-- Opening Marker --
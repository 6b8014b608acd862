//! INDX header.
//!
//! ```text
//! 0    "INDX"
//! 4    header length
//! 8    index type (0 normal, 2 inflection)
//! 12   two unknown words
//! 20   IDXT offset
//! 24   entry count, encoding, language, total entry count
//! 40   ORDT offset, LIGT offset, ORDT/LIGT entry count, CNCX record count
//! 56   unknown (phonetizer)
//! 164  ORDT type, entry count, two table offsets
//! 180  TAGX offset
//! ```

use crate::codec::bytes::{read_u32, starts_with_magic};
use crate::codec::charset::Charset;
use crate::error::{MobiError, Result};

pub const MAGIC: &[u8; 4] = b"INDX";

/// Bytes every INDX header carries.
const FIXED_SIZE: usize = 56;

const ORDT_OFFSET: usize = 164;
const TAGX_POINTER_OFFSET: usize = 180;

#[derive(Debug, Clone, Copy, PartialEq, Eq, serde::Serialize)]
#[serde(rename_all = "snake_case")]
pub enum IndexType {
    Normal,
    Inflection,
}

impl IndexType {
    pub const ALL: [IndexType; 2] = [Self::Normal, Self::Inflection];

    pub fn from_code(code: u32) -> Option<Self> {
        match code {
            0 => Some(Self::Normal),
            2 => Some(Self::Inflection),
            _ => None,
        }
    }

    pub fn code(self) -> u32 {
        match self {
            Self::Normal => 0,
            Self::Inflection => 2,
        }
    }
}

/// Collation table descriptor.
#[derive(Debug, Clone, Copy, PartialEq, Eq, serde::Serialize)]
pub struct OrdtInfo {
    pub ordt_type: u32,
    pub entry_count: u32,
    pub table1_offset: u32,
    pub table2_offset: u32,
}

impl OrdtInfo {
    /// Width of one ORDT entry in bytes.
    pub fn entry_size(&self) -> usize {
        if self.ordt_type == 0 {
            1
        } else {
            2
        }
    }
}

#[derive(Debug, Clone, PartialEq, Eq, serde::Serialize)]
pub struct IndxHeader {
    pub header_length: u32,
    pub index_type_code: u32,
    pub idxt_offset: u32,
    pub entry_count: u32,
    pub encoding: u32,
    pub language: u32,
    pub total_entry_count: u32,
    pub ordt_offset: u32,
    pub ligt_offset: u32,
    pub ordt_ligt_entry_count: u32,
    pub cncx_record_count: u32,
    pub ordt: Option<OrdtInfo>,
    /// Zero when the record carries no TAGX table.
    pub tagx_offset: u32,
}

impl IndxHeader {
    pub fn parse(buf: &[u8]) -> Result<Self> {
        if !starts_with_magic(buf, MAGIC) {
            return Err(MobiError::MalformedIndex("missing INDX magic".into()));
        }
        if buf.len() < FIXED_SIZE {
            return Err(MobiError::MalformedIndex(format!(
                "INDX header needs {FIXED_SIZE} bytes, record has {}",
                buf.len()
            )));
        }
        let word = |offset| read_u32(buf, offset);
        let ordt = match (
            word(ORDT_OFFSET),
            word(ORDT_OFFSET + 4),
            word(ORDT_OFFSET + 8),
            word(ORDT_OFFSET + 12),
        ) {
            (Ok(ordt_type), Ok(entry_count), Ok(table1_offset), Ok(table2_offset)) => {
                Some(OrdtInfo {
                    ordt_type,
                    entry_count,
                    table1_offset,
                    table2_offset,
                })
            }
            _ => None,
        };
        Ok(Self {
            header_length: word(4)?,
            index_type_code: word(8)?,
            idxt_offset: word(20)?,
            entry_count: word(24)?,
            encoding: word(28)?,
            language: word(32)?,
            total_entry_count: word(36)?,
            ordt_offset: word(40)?,
            ligt_offset: word(44)?,
            ordt_ligt_entry_count: word(48)?,
            cncx_record_count: word(52)?,
            ordt,
            tagx_offset: word(TAGX_POINTER_OFFSET).unwrap_or(0),
        })
    }

    pub fn index_type(&self) -> Option<IndexType> {
        IndexType::from_code(self.index_type_code)
    }

    pub fn charset(&self) -> Charset {
        Charset::from_text_encoding(self.encoding)
    }
}

#[cfg(test)]
pub(crate) mod tests {
    use super::*;
    use crate::codec::bytes::write_u32;

    /// An INDX record of `length` bytes with the given TAGX and IDXT offsets.
    pub(crate) fn indx_record(length: usize, tagx_offset: u32, idxt_offset: u32, count: u32) -> Vec<u8> {
        let mut buf = MAGIC.to_vec();
        for word in [length as u32, 2, 0, 0, idxt_offset, count, 65001, 9, count, 0, 0, 0, 1] {
            write_u32(&mut buf, word);
        }
        buf.resize(ORDT_OFFSET, 0);
        for word in [1, 0, 0, 0, tagx_offset] {
            write_u32(&mut buf, word);
        }
        buf.resize(length.max(buf.len()), 0);
        buf
    }

    #[test]
    fn test_index_type_codes_are_injective() {
        assert_ne!(IndexType::Normal.code(), IndexType::Inflection.code());
        for t in IndexType::ALL {
            assert_eq!(IndexType::from_code(t.code()), Some(t));
        }
        assert_eq!(IndexType::from_code(1), None);
    }

    #[test]
    fn test_parse_header() {
        let header = IndxHeader::parse(&indx_record(192, 192, 0, 3)).unwrap();
        assert_eq!(header.header_length, 192);
        assert_eq!(header.index_type(), Some(IndexType::Inflection));
        assert_eq!(header.entry_count, 3);
        assert_eq!(header.charset(), Charset::Utf8);
        assert_eq!(header.cncx_record_count, 1);
        assert_eq!(header.tagx_offset, 192);
        assert_eq!(header.ordt.map(|o| o.entry_size()), Some(2));
    }

    #[test]
    fn test_short_header_without_ordt() {
        let mut buf = indx_record(192, 0, 0, 0);
        buf.truncate(FIXED_SIZE);
        let header = IndxHeader::parse(&buf).unwrap();
        assert_eq!(header.ordt, None);
        assert_eq!(header.tagx_offset, 0);
        buf.truncate(FIXED_SIZE - 1);
        assert!(IndxHeader::parse(&buf).is_err());
    }
}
-- Closing Marker --
*Work request*
Generate a verbatim printout of all the entries.

*Written solution*
repository 6b8014b608acd862
//! INDX header.
//!
//! ```text
//! 0    "INDX"
//! 4    header length
//! 8    index type (0 normal, 2 inflection)
//! 12   two unknown words
//! 20   IDXT offset
//! 24   entry count, encoding, language, total entry count
//! 40   ORDT offset, LIGT offset, ORDT/LIGT entry count, CNCX record count
//! 56   unknown (phonetizer)
//! 164  ORDT type, entry count, two table offsets
//! 180  TAGX offset
//! ```

use crate::codec::bytes::{read_u32, starts_with_magic};
use crate::codec::charset::Charset;
use crate::error::{MobiError, Result};

pub const MAGIC: &[u8; 4] = b"INDX";

/// Bytes every INDX header carries.
const FIXED_SIZE: usize = 56;

const ORDT_OFFSET: usize = 164;
const TAGX_POINTER_OFFSET: usize = 180;

#[derive(Debug, Clone, Copy, PartialEq, Eq, serde::Serialize)]
#[serde(rename_all = "snake_case")]
pub enum IndexType {
    Normal,
    Inflection,
}

impl IndexType {
    pub const ALL: [IndexType; 2] = [Self::Normal, Self::Inflection];

    pub fn from_code(code: u32) -> Option<Self> {
        match code {
            0 => Some(Self::Normal),
            2 => Some(Self::Inflection),
            _ => None,
        }
    }

    pub fn code(self) -> u32 {
        match self {
            Self::Normal => 0,
            Self::Inflection => 2,
        }
    }
}

/// Collation table descriptor.
#[derive(Debug, Clone, Copy, PartialEq, Eq, serde::Serialize)]
pub struct OrdtInfo {
    pub ordt_type: u32,
    pub entry_count: u32,
    pub table1_offset: u32,
    pub table2_offset: u32,
}

impl OrdtInfo {
    /// Width of one ORDT entry in bytes.
    pub fn entry_size(&self) -> usize {
        if self.ordt_type == 0 {
            1
        } else {
            2
        }
    }
}

#[derive(Debug, Clone, PartialEq, Eq, serde::Serialize)]
pub struct IndxHeader {
    pub header_length: u32,
    pub index_type_code: u32,
    pub idxt_offset: u32,
    pub entry_count: u32,
    pub encoding: u32,
    pub language: u32,
    pub total_entry_count: u32,
    pub ordt_offset: u32,
    pub ligt_offset: u32,
    pub ordt_ligt_entry_count: u32,
    pub cncx_record_count: u32,
    pub ordt: Option<OrdtInfo>,
    /// Zero when the record carries no TAGX table.
    pub tagx_offset: u32,
}

impl IndxHeader {
    pub fn parse(buf: &[u8]) -> Result<Self> {
        if !starts_with_magic(buf, MAGIC) {
            return Err(MobiError::MalformedIndex("missing INDX magic".into()));
        }
        if buf.len() < FIXED_SIZE {
            return Err(MobiError::MalformedIndex(format!(
                "INDX header needs {FIXED_SIZE} bytes, record has {}",
                buf.len()
            )));
        }
        let word = |offset| read_u32(buf, offset);
        let ordt = match (
            word(ORDT_OFFSET),
            word(ORDT_OFFSET + 4),
            word(ORDT_OFFSET + 8),
            word(ORDT_OFFSET + 12),
        ) {
            (Ok(ordt_type), Ok(entry_count), Ok(table1_offset), Ok(table2_offset)) => {
                Some(OrdtInfo {
                    ordt_type,
                    entry_count,
                    table1_offset,
                    table2_offset,
                })
            }
            _ => None,
        };
        Ok(Self {
            header_length: word(4)?,
            index_type_code: word(8)?,
            idxt_offset: word(20)?,
            entry_count: word(24)?,
            encoding: word(28)?,
            language: word(32)?,
            total_entry_count: word(36)?,
            ordt_offset: word(40)?,
            ligt_offset: word(44)?,
            ordt_ligt_entry_count: word(48)?,
            cncx_record_count: word(52)?,
            ordt,
            tagx_offset: word(TAGX_POINTER_OFFSET).unwrap_or(0),
        })
    }

    pub fn index_type(&self) -> Option<IndexType> {
        IndexType::from_code(self.index_type_code)
    }

    pub fn charset(&self) -> Charset {
        Charset::from_text_encoding(self.encoding)
    }
}

#[cfg(test)]
pub(crate) mod tests {
    use super::*;
    use crate::codec::bytes::write_u32;

    /// An INDX record of `length` bytes with the given TAGX and IDXT offsets.
    pub(crate) fn indx_record(length: usize, tagx_offset: u32, idxt_offset: u32, count: u32) -> Vec<u8> {
        let mut buf = MAGIC.to_vec();
        for word in [length as u32, 2, 0, 0, idxt_offset, count, 65001, 9, count, 0, 0, 0, 1] {
            write_u32(&mut buf, word);
        }
        buf.resize(ORDT_OFFSET, 0);
        for word in [1, 0, 0, 0, tagx_offset] {
            write_u32(&mut buf, word);
        }
        buf.resize(length.max(buf.len()), 0);
        buf
    }

    #[test]
    fn test_index_type_codes_are_injective() {
        assert_ne!(IndexType::Normal.code(), IndexType::Inflection.code());
        for t in IndexType::ALL {
            assert_eq!(IndexType::from_code(t.code()), Some(t));
        }
        assert_eq!(IndexType::from_code(1), None);
    }

    #[test]
    fn test_parse_header() {
        let header = IndxHeader::parse(&indx_record(192, 192, 0, 3)).unwrap();
        assert_eq!(header.header_length, 192);
        assert_eq!(header.index_type(), Some(IndexType::Inflection));
        assert_eq!(header.entry_count, 3);
        assert_eq!(header.charset(), Charset::Utf8);
        assert_eq!(header.cncx_record_count, 1);
        assert_eq!(header.tagx_offset, 192);
        assert_eq!(header.ordt.map(|o| o.entry_size()), Some(2));
    }

    #[test]
    fn test_short_header_without_ordt() {
        let mut buf = indx_record(192, 0, 0, 0);
        buf.truncate(FIXED_SIZE);
        let header = IndxHeader::parse(&buf).unwrap();
        assert_eq!(header.ordt, None);
        assert_eq!(header.tagx_offset, 0);
        buf.truncate(FIXED_SIZE - 1);
        assert!(IndxHeader::parse(&buf).is_err());
    }
}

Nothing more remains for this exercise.